● TASK DESCRIPTION:
Where in the listing does the string "impl" appear? Copy every line that holds it.

● DATASET:
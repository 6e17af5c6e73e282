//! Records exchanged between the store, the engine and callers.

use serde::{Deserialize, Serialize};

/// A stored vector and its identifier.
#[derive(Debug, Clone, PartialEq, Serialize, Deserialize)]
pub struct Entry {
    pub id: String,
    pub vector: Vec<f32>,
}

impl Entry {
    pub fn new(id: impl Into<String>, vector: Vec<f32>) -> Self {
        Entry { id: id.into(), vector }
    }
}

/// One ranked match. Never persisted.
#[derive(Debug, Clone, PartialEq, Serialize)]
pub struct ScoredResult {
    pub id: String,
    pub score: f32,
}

● SOLUTION FOR THIS PROBLEM:
impl Entry {
    pub fn new(id: impl Into<String>, vector: Vec<f32>) -> Self {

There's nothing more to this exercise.